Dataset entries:
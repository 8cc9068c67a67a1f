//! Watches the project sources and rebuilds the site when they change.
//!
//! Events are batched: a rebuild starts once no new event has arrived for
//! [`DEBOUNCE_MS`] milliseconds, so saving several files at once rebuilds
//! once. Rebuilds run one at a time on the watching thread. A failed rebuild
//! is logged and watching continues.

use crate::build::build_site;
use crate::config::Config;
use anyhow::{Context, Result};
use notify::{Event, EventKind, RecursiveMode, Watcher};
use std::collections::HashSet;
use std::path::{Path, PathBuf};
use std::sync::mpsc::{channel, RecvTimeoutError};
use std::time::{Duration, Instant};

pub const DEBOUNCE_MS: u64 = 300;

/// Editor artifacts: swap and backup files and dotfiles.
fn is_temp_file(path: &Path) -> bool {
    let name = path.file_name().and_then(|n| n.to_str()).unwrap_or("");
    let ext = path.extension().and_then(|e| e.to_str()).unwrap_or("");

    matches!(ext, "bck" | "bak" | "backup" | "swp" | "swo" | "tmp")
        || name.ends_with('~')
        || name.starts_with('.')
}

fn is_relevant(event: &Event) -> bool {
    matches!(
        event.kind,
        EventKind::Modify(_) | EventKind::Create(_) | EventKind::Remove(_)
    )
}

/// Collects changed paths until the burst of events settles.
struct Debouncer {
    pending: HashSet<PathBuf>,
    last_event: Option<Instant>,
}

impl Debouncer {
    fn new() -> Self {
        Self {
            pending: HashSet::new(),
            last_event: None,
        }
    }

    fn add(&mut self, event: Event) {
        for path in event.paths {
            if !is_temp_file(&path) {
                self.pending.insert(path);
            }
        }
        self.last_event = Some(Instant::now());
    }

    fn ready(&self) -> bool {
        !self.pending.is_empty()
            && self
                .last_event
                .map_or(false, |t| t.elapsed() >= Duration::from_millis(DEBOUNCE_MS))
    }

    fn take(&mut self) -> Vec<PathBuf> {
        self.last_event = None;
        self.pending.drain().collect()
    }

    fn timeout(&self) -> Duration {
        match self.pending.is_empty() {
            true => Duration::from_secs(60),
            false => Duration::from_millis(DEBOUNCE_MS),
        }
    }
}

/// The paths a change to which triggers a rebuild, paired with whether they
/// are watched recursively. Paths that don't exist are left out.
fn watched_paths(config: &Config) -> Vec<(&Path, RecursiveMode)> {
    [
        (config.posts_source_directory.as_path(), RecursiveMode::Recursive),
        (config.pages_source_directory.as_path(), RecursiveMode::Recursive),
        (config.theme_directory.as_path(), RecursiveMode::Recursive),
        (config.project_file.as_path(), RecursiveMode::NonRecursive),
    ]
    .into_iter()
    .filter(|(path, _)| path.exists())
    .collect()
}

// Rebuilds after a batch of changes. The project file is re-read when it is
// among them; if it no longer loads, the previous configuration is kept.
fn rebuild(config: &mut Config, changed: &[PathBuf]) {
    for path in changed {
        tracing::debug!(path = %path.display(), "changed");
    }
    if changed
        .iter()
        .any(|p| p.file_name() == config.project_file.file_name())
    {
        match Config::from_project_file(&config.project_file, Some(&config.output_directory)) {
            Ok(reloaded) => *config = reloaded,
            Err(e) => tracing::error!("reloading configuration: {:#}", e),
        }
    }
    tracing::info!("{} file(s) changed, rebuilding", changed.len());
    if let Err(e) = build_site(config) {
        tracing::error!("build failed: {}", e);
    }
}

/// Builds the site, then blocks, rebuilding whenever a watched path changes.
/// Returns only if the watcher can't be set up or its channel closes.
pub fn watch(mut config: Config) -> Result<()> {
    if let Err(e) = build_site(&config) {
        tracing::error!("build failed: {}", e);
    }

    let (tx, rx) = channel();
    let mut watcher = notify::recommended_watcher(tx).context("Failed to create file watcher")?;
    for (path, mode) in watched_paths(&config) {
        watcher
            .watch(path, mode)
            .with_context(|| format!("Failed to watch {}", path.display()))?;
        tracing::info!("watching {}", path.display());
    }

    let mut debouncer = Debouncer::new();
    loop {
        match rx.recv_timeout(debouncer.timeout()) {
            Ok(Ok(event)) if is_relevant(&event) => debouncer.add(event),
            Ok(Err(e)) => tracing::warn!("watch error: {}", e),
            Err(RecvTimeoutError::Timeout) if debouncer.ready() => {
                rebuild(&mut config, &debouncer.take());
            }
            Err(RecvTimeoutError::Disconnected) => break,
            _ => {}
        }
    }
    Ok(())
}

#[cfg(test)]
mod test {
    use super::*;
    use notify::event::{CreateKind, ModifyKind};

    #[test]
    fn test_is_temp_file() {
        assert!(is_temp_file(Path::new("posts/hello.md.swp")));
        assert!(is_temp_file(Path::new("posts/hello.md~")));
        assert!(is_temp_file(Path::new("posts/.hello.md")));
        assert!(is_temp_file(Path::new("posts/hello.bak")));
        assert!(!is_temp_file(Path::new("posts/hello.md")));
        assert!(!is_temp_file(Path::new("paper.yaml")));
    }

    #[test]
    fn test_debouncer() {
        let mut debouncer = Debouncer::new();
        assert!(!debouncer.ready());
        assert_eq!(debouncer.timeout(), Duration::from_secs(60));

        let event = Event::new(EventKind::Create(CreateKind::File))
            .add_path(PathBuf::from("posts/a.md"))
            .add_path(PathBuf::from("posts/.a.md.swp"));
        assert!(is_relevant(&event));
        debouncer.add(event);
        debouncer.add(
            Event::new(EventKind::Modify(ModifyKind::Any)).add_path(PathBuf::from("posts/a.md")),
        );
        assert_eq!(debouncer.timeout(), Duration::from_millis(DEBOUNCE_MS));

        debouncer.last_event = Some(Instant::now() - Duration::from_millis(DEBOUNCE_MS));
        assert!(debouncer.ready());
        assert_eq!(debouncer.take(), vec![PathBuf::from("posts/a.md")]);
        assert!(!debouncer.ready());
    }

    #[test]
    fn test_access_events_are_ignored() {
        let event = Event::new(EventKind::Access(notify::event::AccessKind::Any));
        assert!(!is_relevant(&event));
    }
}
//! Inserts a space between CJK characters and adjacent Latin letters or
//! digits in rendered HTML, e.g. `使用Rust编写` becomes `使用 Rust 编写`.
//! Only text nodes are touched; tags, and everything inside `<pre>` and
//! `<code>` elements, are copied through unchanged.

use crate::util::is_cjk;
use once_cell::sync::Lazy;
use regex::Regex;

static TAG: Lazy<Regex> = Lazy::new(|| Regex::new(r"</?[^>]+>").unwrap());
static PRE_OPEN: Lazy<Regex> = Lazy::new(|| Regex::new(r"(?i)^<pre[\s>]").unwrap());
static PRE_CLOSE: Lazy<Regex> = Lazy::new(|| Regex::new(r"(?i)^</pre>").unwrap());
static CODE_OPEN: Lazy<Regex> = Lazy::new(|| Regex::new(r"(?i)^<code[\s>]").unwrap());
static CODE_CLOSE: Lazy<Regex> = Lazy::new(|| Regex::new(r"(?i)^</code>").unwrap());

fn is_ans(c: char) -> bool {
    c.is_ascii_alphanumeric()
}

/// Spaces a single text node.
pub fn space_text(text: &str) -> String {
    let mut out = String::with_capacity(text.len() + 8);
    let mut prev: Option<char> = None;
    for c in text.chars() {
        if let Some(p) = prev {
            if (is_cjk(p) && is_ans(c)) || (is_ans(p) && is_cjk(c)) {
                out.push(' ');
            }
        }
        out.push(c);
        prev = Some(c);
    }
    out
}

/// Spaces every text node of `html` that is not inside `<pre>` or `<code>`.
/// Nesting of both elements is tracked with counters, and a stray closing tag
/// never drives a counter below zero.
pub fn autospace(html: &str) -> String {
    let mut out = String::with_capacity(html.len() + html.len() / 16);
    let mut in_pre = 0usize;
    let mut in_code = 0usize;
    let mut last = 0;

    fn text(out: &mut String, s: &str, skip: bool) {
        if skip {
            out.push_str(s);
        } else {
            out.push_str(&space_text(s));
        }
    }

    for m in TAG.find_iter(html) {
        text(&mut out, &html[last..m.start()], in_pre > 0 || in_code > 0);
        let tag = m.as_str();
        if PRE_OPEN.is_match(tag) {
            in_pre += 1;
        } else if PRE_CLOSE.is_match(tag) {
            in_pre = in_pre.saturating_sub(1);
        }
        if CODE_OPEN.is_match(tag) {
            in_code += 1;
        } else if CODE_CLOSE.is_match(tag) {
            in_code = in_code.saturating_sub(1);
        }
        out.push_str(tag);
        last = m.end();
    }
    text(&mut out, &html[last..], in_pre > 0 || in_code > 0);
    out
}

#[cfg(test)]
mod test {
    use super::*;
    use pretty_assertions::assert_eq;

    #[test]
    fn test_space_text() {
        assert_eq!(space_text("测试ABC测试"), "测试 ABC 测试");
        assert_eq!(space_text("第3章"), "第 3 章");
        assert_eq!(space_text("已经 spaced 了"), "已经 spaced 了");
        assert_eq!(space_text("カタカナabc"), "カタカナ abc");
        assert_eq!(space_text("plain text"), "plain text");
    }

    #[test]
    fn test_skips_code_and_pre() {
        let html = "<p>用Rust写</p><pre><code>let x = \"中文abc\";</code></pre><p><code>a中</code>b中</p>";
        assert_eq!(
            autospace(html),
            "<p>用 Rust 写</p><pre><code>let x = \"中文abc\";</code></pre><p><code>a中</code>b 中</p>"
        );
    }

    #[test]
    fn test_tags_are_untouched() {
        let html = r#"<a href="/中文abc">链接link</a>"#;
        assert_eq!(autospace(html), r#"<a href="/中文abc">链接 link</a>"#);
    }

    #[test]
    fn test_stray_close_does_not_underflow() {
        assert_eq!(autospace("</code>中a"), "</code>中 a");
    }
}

WHAT IS REQUIRED:
Check every line of the records above for the string "href". Copy those that hold it.

ANSWER TO THIS TASK:
        let html = r#"<a href="/中文abc">链接link</a>"#;
        assert_eq!(autospace(html), r#"<a href="/中文abc">链接 link</a>"#);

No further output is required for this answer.